Exercise objective: Only lines holding the word "zeros" are needed; copy each of them from the material.

Dataset records:

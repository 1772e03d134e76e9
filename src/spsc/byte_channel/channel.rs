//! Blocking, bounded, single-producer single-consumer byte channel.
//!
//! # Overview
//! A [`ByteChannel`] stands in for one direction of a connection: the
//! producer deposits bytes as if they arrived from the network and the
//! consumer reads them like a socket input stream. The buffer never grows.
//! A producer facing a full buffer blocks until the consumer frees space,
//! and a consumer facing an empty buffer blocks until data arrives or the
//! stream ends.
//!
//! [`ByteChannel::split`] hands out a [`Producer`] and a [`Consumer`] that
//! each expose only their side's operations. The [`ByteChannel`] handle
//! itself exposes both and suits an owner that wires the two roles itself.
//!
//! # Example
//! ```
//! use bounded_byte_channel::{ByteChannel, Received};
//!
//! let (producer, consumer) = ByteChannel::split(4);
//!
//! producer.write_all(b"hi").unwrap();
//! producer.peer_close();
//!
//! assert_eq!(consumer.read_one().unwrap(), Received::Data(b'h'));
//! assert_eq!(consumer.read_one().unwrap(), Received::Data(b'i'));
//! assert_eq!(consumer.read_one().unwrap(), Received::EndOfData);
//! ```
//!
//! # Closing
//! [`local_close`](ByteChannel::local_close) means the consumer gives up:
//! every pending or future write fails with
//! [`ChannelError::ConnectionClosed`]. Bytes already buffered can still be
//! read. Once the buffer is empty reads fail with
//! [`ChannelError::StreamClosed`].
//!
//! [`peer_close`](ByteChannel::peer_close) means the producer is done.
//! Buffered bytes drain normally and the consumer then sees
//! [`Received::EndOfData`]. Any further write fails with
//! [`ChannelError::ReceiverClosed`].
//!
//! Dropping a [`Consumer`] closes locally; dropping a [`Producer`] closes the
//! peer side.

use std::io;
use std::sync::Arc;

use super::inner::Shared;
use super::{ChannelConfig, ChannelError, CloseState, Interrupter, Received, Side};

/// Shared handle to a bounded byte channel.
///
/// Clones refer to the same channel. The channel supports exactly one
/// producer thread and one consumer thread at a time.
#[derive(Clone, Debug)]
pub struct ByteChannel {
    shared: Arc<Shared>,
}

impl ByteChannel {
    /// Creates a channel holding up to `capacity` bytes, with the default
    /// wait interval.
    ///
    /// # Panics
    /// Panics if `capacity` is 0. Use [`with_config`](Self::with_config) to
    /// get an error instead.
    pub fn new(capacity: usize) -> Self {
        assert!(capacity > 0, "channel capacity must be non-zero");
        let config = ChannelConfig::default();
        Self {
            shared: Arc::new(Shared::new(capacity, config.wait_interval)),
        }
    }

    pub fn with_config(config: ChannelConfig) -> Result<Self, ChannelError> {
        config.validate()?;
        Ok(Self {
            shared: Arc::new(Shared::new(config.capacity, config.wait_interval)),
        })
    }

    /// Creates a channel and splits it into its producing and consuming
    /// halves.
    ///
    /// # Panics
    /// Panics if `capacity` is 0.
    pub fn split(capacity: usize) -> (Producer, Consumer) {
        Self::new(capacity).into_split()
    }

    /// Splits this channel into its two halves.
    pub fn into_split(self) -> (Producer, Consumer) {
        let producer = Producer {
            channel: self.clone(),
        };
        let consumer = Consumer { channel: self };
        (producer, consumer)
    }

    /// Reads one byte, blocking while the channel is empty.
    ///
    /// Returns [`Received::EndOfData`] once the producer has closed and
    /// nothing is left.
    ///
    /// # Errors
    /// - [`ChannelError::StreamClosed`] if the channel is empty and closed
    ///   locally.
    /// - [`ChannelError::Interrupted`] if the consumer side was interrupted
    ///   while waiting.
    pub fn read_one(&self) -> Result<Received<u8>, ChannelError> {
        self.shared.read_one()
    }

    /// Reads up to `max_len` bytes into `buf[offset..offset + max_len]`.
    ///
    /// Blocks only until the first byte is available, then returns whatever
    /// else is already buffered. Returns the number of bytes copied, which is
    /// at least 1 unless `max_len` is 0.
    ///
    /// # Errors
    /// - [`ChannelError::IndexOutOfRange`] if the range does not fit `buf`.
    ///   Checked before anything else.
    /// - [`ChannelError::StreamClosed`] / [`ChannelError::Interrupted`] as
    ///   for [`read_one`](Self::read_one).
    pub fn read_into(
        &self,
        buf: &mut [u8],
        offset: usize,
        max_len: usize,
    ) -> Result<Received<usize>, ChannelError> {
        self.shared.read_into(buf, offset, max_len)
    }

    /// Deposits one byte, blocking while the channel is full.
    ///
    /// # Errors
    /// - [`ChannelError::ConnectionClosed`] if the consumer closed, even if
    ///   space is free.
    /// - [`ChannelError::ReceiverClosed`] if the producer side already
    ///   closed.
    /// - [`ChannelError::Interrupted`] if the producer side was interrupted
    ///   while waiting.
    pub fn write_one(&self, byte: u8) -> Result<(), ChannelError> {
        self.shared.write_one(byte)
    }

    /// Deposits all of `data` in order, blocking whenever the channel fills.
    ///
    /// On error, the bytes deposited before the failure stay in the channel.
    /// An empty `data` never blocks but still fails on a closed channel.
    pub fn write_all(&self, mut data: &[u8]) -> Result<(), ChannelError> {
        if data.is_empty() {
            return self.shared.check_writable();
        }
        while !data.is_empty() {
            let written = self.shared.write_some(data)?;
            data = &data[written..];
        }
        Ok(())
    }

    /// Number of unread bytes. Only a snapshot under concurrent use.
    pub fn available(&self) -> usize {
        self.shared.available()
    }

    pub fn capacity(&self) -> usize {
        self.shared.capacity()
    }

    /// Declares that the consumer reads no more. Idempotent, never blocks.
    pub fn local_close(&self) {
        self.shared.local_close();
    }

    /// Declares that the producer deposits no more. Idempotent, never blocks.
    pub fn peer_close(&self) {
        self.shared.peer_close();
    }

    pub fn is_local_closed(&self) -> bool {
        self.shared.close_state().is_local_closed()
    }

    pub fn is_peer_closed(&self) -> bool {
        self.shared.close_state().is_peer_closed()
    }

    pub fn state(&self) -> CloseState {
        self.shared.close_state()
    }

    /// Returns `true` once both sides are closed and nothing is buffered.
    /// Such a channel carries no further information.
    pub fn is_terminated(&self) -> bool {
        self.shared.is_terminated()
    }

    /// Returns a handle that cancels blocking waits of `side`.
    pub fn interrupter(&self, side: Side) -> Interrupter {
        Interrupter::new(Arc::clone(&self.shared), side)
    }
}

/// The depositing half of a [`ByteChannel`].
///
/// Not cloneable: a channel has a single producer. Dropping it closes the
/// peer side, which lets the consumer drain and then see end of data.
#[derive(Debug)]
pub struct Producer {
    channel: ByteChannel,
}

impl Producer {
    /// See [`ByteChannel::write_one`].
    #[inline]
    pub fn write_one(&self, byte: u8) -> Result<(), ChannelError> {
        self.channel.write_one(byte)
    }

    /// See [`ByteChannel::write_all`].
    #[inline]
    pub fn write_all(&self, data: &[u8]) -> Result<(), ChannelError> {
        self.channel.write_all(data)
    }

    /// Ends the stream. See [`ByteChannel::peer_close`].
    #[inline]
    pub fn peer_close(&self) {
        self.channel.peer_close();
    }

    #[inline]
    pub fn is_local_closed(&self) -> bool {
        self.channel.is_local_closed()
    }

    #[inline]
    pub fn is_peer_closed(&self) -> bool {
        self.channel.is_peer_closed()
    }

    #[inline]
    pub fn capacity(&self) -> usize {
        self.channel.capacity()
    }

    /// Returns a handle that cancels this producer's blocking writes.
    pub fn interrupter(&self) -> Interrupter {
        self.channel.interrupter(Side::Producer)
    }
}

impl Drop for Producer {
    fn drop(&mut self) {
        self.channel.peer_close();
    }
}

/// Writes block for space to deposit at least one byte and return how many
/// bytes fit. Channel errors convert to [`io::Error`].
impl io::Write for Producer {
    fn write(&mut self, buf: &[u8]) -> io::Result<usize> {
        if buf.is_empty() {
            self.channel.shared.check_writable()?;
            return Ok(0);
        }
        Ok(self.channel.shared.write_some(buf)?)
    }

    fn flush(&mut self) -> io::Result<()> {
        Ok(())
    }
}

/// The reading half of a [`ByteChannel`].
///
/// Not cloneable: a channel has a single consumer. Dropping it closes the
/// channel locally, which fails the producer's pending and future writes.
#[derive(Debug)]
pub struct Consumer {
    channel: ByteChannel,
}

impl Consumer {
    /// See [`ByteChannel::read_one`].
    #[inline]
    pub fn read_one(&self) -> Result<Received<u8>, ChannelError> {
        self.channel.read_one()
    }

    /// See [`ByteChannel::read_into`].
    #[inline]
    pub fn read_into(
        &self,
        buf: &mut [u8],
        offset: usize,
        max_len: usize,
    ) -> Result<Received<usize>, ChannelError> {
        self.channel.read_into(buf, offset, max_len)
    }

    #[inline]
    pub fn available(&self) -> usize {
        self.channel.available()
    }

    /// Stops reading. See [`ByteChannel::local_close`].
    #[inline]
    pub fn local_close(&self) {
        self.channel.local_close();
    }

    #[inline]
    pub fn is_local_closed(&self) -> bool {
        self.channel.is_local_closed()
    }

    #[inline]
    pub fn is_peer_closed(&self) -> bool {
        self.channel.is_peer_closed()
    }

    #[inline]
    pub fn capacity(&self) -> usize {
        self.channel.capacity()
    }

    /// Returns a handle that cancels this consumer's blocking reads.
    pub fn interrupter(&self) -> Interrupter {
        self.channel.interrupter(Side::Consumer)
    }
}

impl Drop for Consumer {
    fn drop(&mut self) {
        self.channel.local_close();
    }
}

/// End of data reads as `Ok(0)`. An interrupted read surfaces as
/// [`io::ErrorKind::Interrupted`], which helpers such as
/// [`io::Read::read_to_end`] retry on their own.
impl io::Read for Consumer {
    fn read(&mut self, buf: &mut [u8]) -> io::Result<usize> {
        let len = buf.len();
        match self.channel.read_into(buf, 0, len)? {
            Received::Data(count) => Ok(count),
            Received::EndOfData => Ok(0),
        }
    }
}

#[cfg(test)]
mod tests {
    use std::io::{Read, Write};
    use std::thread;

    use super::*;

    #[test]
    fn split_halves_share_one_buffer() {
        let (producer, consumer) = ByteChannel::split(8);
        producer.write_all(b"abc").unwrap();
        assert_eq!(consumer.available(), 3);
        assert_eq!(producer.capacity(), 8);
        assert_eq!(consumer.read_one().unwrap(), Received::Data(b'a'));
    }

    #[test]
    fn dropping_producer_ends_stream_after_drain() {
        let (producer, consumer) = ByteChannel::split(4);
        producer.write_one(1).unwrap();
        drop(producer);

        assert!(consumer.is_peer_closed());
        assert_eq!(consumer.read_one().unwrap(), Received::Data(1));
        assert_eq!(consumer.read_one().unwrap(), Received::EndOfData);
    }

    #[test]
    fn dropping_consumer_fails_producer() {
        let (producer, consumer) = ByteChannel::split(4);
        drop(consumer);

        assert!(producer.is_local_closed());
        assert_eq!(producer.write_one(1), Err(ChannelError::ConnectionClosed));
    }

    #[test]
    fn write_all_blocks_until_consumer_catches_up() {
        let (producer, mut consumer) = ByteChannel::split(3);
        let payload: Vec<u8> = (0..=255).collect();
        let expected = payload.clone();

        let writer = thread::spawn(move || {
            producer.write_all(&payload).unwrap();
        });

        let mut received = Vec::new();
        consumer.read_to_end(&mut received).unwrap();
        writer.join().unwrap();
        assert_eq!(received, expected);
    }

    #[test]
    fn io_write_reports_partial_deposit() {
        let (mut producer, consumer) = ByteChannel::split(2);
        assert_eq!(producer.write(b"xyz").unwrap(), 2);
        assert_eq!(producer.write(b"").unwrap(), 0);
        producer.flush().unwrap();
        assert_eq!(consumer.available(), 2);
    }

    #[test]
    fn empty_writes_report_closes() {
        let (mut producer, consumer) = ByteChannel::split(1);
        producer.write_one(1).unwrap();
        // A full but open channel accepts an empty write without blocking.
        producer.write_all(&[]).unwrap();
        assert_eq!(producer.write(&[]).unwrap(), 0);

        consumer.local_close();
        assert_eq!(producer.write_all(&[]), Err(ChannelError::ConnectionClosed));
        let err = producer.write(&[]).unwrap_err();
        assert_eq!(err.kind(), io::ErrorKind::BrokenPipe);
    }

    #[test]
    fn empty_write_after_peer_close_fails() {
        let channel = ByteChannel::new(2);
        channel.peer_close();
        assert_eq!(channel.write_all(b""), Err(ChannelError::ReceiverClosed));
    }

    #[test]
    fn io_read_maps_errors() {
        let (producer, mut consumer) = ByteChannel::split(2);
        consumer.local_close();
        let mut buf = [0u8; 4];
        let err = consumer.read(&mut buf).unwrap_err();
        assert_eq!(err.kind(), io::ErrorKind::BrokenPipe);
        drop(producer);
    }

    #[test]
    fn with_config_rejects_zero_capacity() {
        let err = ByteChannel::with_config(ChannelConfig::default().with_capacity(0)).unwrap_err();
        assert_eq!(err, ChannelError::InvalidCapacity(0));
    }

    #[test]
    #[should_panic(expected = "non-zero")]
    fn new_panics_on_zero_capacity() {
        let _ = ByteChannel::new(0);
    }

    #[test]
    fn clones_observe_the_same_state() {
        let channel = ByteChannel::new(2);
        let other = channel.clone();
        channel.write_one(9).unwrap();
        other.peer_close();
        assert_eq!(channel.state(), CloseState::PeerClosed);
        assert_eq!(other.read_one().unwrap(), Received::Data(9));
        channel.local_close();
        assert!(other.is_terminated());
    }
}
==
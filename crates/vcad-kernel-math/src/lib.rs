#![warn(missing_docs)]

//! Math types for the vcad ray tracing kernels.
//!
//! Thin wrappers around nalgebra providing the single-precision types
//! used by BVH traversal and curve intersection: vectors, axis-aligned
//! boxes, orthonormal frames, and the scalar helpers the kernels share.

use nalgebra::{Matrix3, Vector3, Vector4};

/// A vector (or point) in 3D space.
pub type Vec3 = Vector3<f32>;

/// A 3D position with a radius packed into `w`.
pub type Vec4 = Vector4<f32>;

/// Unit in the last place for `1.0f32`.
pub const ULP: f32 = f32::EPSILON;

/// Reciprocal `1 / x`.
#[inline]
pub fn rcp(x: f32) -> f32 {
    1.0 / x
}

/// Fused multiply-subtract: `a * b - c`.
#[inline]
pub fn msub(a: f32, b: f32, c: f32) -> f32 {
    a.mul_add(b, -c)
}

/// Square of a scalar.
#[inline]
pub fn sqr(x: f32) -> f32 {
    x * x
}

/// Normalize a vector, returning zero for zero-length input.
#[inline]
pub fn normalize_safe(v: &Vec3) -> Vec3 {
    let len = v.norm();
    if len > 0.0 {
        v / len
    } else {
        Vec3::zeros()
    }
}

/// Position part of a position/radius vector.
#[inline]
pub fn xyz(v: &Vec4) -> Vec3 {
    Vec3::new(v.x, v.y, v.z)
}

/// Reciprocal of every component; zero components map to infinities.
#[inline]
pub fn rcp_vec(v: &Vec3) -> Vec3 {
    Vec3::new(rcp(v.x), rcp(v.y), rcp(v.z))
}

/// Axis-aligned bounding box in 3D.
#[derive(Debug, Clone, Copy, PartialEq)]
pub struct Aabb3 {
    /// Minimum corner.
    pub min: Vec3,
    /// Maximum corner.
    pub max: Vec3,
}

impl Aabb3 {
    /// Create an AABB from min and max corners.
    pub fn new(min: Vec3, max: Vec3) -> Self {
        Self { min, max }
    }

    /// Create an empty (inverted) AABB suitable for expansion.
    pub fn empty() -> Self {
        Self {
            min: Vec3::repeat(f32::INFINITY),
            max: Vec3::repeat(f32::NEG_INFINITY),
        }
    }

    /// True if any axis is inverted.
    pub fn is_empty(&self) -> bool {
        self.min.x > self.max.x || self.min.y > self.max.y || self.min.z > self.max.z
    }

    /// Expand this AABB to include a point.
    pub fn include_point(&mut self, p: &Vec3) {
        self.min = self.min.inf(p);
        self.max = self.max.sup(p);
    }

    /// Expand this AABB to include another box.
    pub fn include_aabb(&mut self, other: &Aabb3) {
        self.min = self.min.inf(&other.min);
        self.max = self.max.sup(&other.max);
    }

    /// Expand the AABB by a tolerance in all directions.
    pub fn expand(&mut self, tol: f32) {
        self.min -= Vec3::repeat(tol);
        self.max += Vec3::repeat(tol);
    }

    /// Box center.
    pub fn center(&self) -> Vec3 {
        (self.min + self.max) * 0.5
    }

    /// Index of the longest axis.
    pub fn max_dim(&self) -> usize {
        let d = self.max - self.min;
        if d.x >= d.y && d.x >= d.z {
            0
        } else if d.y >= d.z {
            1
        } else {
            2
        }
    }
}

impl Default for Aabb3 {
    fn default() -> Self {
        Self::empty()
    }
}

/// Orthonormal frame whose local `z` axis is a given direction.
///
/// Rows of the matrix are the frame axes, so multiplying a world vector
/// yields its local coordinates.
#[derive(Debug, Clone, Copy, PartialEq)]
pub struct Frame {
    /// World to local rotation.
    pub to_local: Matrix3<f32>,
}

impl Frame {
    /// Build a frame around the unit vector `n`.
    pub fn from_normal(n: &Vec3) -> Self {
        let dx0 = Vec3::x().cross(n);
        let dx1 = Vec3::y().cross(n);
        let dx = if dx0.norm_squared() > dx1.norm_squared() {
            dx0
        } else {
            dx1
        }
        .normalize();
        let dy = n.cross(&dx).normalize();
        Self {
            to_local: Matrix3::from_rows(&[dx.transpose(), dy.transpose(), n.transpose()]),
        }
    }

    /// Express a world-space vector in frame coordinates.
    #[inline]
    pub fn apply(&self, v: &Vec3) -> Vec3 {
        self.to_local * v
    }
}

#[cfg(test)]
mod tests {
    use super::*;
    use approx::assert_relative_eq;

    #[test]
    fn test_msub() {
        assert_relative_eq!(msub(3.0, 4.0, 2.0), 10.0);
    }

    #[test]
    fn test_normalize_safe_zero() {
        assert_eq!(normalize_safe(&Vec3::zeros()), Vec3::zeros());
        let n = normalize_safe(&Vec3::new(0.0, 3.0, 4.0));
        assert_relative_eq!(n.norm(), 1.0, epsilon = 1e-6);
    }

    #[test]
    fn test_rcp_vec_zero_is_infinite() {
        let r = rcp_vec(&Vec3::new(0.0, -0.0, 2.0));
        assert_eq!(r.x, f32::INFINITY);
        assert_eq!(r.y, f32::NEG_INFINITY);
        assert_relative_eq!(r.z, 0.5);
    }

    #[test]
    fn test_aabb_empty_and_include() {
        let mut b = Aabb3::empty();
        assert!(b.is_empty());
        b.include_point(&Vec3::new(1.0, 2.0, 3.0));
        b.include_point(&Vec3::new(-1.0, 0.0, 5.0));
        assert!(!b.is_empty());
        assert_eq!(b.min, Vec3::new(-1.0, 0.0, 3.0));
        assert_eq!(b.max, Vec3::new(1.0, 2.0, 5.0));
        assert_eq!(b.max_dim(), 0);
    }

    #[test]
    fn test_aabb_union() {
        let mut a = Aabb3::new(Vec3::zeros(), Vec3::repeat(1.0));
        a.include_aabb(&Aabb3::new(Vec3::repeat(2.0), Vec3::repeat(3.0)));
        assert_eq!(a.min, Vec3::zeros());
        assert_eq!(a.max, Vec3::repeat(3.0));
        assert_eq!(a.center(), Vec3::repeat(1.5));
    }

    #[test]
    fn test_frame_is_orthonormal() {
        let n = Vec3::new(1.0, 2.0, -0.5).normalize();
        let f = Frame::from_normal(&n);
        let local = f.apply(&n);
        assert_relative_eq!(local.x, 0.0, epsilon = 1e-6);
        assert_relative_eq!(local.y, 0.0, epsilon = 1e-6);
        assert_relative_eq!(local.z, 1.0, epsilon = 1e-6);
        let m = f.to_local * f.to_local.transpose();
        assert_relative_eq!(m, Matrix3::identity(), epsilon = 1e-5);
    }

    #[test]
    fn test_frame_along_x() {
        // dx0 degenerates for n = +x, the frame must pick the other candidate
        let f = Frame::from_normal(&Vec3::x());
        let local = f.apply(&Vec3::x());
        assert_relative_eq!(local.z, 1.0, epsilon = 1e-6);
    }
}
---
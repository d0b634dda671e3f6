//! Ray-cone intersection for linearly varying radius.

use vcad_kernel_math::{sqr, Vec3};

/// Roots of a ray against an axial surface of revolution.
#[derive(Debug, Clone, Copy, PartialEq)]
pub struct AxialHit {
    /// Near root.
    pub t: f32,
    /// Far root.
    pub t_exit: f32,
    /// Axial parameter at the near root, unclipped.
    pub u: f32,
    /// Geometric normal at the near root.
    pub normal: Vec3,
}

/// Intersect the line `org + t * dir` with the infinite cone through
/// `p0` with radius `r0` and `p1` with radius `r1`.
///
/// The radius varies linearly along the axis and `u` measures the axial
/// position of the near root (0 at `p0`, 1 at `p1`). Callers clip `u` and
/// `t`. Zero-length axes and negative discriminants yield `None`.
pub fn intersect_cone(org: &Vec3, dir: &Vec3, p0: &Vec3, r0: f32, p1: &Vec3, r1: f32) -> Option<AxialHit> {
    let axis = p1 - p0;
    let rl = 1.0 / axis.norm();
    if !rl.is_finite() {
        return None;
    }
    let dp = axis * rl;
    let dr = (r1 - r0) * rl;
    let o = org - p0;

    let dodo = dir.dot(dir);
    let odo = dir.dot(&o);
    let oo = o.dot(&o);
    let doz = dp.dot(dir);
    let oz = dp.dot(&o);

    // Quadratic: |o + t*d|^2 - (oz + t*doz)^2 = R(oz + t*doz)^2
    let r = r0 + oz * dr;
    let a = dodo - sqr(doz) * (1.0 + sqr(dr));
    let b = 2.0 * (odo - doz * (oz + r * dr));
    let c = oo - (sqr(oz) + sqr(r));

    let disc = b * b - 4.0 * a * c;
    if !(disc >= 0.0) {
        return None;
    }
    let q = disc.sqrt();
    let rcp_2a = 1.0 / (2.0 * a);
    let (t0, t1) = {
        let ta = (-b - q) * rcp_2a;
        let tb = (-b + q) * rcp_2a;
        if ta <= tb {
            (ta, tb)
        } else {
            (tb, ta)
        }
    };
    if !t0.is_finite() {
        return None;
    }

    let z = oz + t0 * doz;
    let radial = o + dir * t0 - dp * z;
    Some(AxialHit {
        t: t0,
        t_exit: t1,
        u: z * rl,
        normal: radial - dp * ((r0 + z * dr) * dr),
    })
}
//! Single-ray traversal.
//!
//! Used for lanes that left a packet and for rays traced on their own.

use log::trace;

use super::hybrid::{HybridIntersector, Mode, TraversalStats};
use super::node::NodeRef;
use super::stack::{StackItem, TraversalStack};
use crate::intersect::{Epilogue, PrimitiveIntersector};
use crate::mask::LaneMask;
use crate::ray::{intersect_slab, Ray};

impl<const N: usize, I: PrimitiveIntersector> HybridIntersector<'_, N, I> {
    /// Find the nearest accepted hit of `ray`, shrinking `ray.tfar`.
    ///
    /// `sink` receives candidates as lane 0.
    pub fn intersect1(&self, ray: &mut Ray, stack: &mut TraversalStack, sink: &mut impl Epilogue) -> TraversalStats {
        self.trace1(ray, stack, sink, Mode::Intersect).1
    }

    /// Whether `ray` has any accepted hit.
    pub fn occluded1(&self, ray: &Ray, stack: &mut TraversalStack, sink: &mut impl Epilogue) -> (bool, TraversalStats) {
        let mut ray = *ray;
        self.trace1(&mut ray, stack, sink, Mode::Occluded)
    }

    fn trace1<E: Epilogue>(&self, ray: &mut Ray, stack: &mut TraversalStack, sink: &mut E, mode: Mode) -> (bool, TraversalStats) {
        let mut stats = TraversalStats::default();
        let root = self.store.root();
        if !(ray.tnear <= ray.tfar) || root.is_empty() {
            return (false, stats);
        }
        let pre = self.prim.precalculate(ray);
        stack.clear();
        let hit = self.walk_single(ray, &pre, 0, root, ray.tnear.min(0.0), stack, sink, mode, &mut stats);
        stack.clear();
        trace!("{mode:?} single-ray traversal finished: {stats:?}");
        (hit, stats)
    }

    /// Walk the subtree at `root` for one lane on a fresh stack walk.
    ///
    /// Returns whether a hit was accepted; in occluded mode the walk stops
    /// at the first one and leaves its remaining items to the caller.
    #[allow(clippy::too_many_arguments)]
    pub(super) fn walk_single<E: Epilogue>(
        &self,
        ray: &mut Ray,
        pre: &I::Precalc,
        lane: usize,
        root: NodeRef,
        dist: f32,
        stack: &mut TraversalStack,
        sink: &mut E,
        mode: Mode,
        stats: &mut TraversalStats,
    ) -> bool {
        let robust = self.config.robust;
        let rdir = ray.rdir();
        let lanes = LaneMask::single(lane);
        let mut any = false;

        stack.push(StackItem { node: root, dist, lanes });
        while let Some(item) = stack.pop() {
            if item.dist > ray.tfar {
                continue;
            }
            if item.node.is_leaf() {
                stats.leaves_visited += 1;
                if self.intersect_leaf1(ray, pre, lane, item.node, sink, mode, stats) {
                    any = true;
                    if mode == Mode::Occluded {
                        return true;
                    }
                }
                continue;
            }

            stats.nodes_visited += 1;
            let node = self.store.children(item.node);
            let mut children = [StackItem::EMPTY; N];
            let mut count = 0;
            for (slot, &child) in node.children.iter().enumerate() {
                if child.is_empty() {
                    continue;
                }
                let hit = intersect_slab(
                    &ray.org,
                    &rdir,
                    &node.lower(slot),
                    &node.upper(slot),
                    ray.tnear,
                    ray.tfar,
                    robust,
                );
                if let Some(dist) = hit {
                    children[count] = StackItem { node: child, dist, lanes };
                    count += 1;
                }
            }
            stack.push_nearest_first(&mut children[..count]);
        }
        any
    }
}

Exercise output:
        Vec3::zeros()
        assert_eq!(normalize_safe(&Vec3::zeros()), Vec3::zeros());
        let mut a = Aabb3::new(Vec3::zeros(), Vec3::repeat(1.0));
        assert_eq!(a.min, Vec3::zeros());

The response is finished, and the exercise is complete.